**Recorded information:**
━━━

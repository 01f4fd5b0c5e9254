//! Formatting utilities — USD amounts, addresses.

use rust_decimal::Decimal;

const THOUSAND: Decimal = Decimal::from_parts(1_000, 0, 0, false, 0);
const MILLION: Decimal = Decimal::from_parts(1_000_000, 0, 0, false, 0);
const CENT: Decimal = Decimal::from_parts(1, 0, 0, false, 2);

/// Format a USD amount compactly: `$1.2M`, `$45.3K`, `$12.34`, and
/// extra precision below one cent so dust prices stay readable.
pub fn format_usd(value: Decimal) -> String {
    let negative = value.is_sign_negative();
    let abs = value.abs();

    let body = if abs >= MILLION {
        format!("{:.1}M", abs / MILLION)
    } else if abs >= THOUSAND {
        format!("{:.1}K", abs / THOUSAND)
    } else if abs >= CENT || abs.is_zero() {
        format!("{:.2}", abs)
    } else {
        format!("{:.6}", abs)
    };

    if negative {
        format!("-${body}")
    } else {
        format!("${body}")
    }
}

/// Shorten a hex address for table display: `0x1234…cdef`.
/// Counts characters, not bytes, so arbitrary CLI input cannot split a
/// multi-byte character.
pub fn short_addr(address: &str) -> String {
    let count = address.chars().count();
    if count <= 12 {
        return address.to_string();
    }
    let head: String = address.chars().take(6).collect();
    let tail: String = address.chars().skip(count - 4).collect();
    format!("{head}…{tail}")
}
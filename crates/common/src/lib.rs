pub mod constants;
pub mod error;
pub mod traits;
pub mod types;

━━━

**Aim of the task:** From the first line to the last, copy the records exactly as they appear above.

**Output below:**
repository 01f4fd5b0c5e9254
//! Formatting utilities — USD amounts, addresses.

use rust_decimal::Decimal;

const THOUSAND: Decimal = Decimal::from_parts(1_000, 0, 0, false, 0);
const MILLION: Decimal = Decimal::from_parts(1_000_000, 0, 0, false, 0);
const CENT: Decimal = Decimal::from_parts(1, 0, 0, false, 2);

/// Format a USD amount compactly: `$1.2M`, `$45.3K`, `$12.34`, and
/// extra precision below one cent so dust prices stay readable.
pub fn format_usd(value: Decimal) -> String {
    let negative = value.is_sign_negative();
    let abs = value.abs();

    let body = if abs >= MILLION {
        format!("{:.1}M", abs / MILLION)
    } else if abs >= THOUSAND {
        format!("{:.1}K", abs / THOUSAND)
    } else if abs >= CENT || abs.is_zero() {
        format!("{:.2}", abs)
    } else {
        format!("{:.6}", abs)
    };

    if negative {
        format!("-${body}")
    } else {
        format!("${body}")
    }
}

/// Shorten a hex address for table display: `0x1234…cdef`.
/// Counts characters, not bytes, so arbitrary CLI input cannot split a
/// multi-byte character.
pub fn short_addr(address: &str) -> String {
    let count = address.chars().count();
    if count <= 12 {
        return address.to_string();
    }
    let head: String = address.chars().take(6).collect();
    let tail: String = address.chars().skip(count - 4).collect();
    format!("{head}…{tail}")
}
filename crates/common/src/lib.rs
pub mod constants;
pub mod error;
pub mod traits;
pub mod types;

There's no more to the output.